Exercise details:
Before answering, work out how many lines below contain the string "user"; the reply is that number alone.

--- START ---

use std::path::{Path, PathBuf};

use chrono::{DateTime, Local, NaiveDate, NaiveDateTime, TimeZone, Utc};

use crate::event::ChangeEvent;

/// Inclusive range of calendar days in the local time zone.
#[derive(Debug, Clone, Copy, PartialEq, Eq)]
pub struct DateRange {
    pub start: NaiveDate,
    pub end: NaiveDate,
}

impl DateRange {
    pub fn new(start: NaiveDate, end: NaiveDate) -> Self {
        Self { start, end }
    }

    /// Open ends reach back to the Unix epoch or forward to the year 9999.
    pub fn from_bounds(start: Option<NaiveDate>, end: Option<NaiveDate>) -> Option<Self> {
        if start.is_none() && end.is_none() {
            return None;
        }
        let earliest = NaiveDate::from_ymd_opt(1970, 1, 1).unwrap_or(NaiveDate::MIN);
        let latest = NaiveDate::from_ymd_opt(9999, 12, 31).unwrap_or(NaiveDate::MAX);
        Some(Self::new(start.unwrap_or(earliest), end.unwrap_or(latest)))
    }

    /// Local 00:00:00.000 of `start` through local 23:59:59.999 of `end`, as UTC instants.
    pub fn instants(&self) -> (DateTime<Utc>, DateTime<Utc>) {
        let from = self.start.and_hms_milli_opt(0, 0, 0, 0);
        let to = self.end.and_hms_milli_opt(23, 59, 59, 999);
        (
            from.map(|naive| local_to_utc(naive, false))
                .unwrap_or(DateTime::<Utc>::MIN_UTC),
            to.map(|naive| local_to_utc(naive, true))
                .unwrap_or(DateTime::<Utc>::MAX_UTC),
        )
    }
}

/// Resolve a local wall-clock time, taking the wider side of DST folds.
/// Times that do not exist locally are read as UTC.
fn local_to_utc(naive: NaiveDateTime, latest: bool) -> DateTime<Utc> {
    let local = Local.from_local_datetime(&naive);
    let picked = if latest {
        local.latest()
    } else {
        local.earliest()
    };
    picked
        .map(|t| t.with_timezone(&Utc))
        .unwrap_or_else(|| naive.and_utc())
}

/// Criteria for selecting events. Every set criterion must match.
#[derive(Debug, Clone, Default)]
pub struct QueryFilter {
    pub date_range: Option<DateRange>,
    /// A file or directory, absolute or relative to the project root.
    /// The project root itself, or an absolute path outside it, means
    /// "no path restriction".
    pub focused_path: Option<PathBuf>,
    /// Case-insensitive substring of the path or user.
    pub search_term: Option<String>,
}

/// A `QueryFilter` prepared for one project: instants computed, path made
/// relative, search term lowercased.
#[derive(Debug)]
pub(crate) struct EventMatcher {
    window: Option<(DateTime<Utc>, DateTime<Utc>)>,
    prefix: Option<PathBuf>,
    term: Option<String>,
}

impl EventMatcher {
    pub(crate) fn new(filter: &QueryFilter, project_path: &Path) -> Self {
        let prefix = filter.focused_path.as_deref().and_then(|focused| {
            let relative = if focused.is_absolute() {
                focused.strip_prefix(project_path).ok()?
            } else {
                focused
            };
            (!relative.as_os_str().is_empty()).then(|| relative.to_path_buf())
        });
        let term = filter
            .search_term
            .as_deref()
            .map(str::trim)
            .filter(|t| !t.is_empty())
            .map(str::to_lowercase);
        Self {
            window: filter.date_range.as_ref().map(DateRange::instants),
            prefix,
            term,
        }
    }

    pub(crate) fn matches(&self, event: &ChangeEvent) -> bool {
        if let Some((from, to)) = self.window
            && (event.timestamp < from || event.timestamp > to)
        {
            return false;
        }
        if let Some(prefix) = &self.prefix
            && !Path::new(&event.path).starts_with(prefix)
        {
            return false;
        }
        if let Some(term) = &self.term
            && !event.path.to_lowercase().contains(term)
            && !event.user.to_lowercase().contains(term)
        {
            return false;
        }
        true
    }
}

--- END ---

Solution to this problem:
2